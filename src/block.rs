//! # Blocks and Reply Evaluation
//!
//! Content is addressed by 32-byte BLAKE3 keys. How a key is derived and how
//! a reply is judged depends on the [`BlockType`]:
//!
//! | Type | Key | Possible matches per query |
//! |------|-----|----------------------------|
//! | `DBlock` / `IBlock` | `blake3(data)` | exactly one |
//! | `UBlock` | `blake3(verification_key)` (first 32 bytes) | many |
//! | `OnDemand` | none (local placeholder for indexed files) | - |
//! | `Any` | none (wildcard used in queries only) | - |

use serde::{Deserialize, Serialize};

use crate::bloom::ReplyFilter;

/// Content hash used for queries, datastore keys and duplicate filters.
pub type Key = [u8; 32];

/// Size of the UBLOCK verification key prefix.
pub const UBLOCK_VERIFICATION_KEY_SIZE: usize = 32;

/// Maximum size of a data block.
pub const DBLOCK_SIZE: usize = 32 * 1024;

/// Hash a block's bytes; this is the value recorded in duplicate filters.
#[inline]
pub fn content_hash(data: &[u8]) -> Key {
    *blake3::hash(data).as_bytes()
}

#[derive(Clone, Copy, Debug, PartialEq, Eq, Hash, Serialize, Deserialize)]
pub enum BlockType {
    Any,
    DBlock,
    IBlock,
    OnDemand,
    UBlock,
}

impl BlockType {
    pub fn to_u32(self) -> u32 {
        match self {
            Self::Any => 0,
            Self::DBlock => 1,
            Self::IBlock => 2,
            Self::OnDemand => 6,
            Self::UBlock => 9,
        }
    }

    pub fn from_u32(value: u32) -> Option<Self> {
        match value {
            0 => Some(Self::Any),
            1 => Some(Self::DBlock),
            2 => Some(Self::IBlock),
            6 => Some(Self::OnDemand),
            9 => Some(Self::UBlock),
            _ => None,
        }
    }

    /// Whether requests of this type carry a duplicate-reply filter.
    pub fn supports_filter(self) -> bool {
        matches!(self, Self::UBlock | Self::Any)
    }

    /// Whether a reply of type `reply` can answer a request of this type.
    pub fn accepts(self, reply: BlockType) -> bool {
        self == Self::Any || self == reply
    }
}

/// Derive the key a block is stored and queried under.
pub fn get_key(block_type: BlockType, data: &[u8]) -> Option<Key> {
    match block_type {
        BlockType::DBlock | BlockType::IBlock => Some(content_hash(data)),
        BlockType::UBlock => {
            if data.len() < UBLOCK_VERIFICATION_KEY_SIZE {
                return None;
            }
            Some(content_hash(&data[..UBLOCK_VERIFICATION_KEY_SIZE]))
        }
        BlockType::OnDemand | BlockType::Any => None,
    }
}

/// Outcome of judging a reply against a request.
#[derive(Clone, Copy, Debug, PartialEq, Eq)]
pub enum Evaluation {
    /// Valid new result; more may follow.
    OkMore,
    /// Valid result and provably the last one possible.
    OkLast,
    /// Already seen according to the duplicate filter.
    Duplicate,
    /// Malformed or inconsistent reply.
    Invalid,
    /// Well-formed but does not answer this query.
    Irrelevant,
    /// The block type has no evaluation rules.
    Unsupported,
}

impl Evaluation {
    /// Whether the reply should be delivered to the request's handler.
    pub fn is_match(self) -> bool {
        matches!(self, Self::OkMore | Self::OkLast)
    }
}

/// Judge `data` (of type `reply_type`) as an answer to `query`.
///
/// UBLOCK evaluation marks the reply as seen in `filter` (test-and-set), so a
/// second identical reply evaluates as [`Evaluation::Duplicate`].
pub fn evaluate(
    reply_type: BlockType,
    query: &Key,
    filter: Option<&mut ReplyFilter>,
    data: &[u8],
) -> Evaluation {
    match reply_type {
        BlockType::DBlock | BlockType::IBlock => {
            if content_hash(data) != *query {
                return Evaluation::Irrelevant;
            }
            Evaluation::OkLast
        }
        BlockType::UBlock => {
            let Some(key) = get_key(reply_type, data) else {
                return Evaluation::Invalid;
            };
            if key != *query {
                return Evaluation::Irrelevant;
            }
            let hash = content_hash(data);
            if let Some(filter) = filter {
                if filter.test_and_set(&hash) {
                    return Evaluation::Duplicate;
                }
            }
            Evaluation::OkMore
        }
        BlockType::OnDemand | BlockType::Any => Evaluation::Unsupported,
    }
}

* [What this task involves]
The word "seen" may occur in lines of the data above; say how many lines hold it, giving only the number.

* [Solution to this task]
2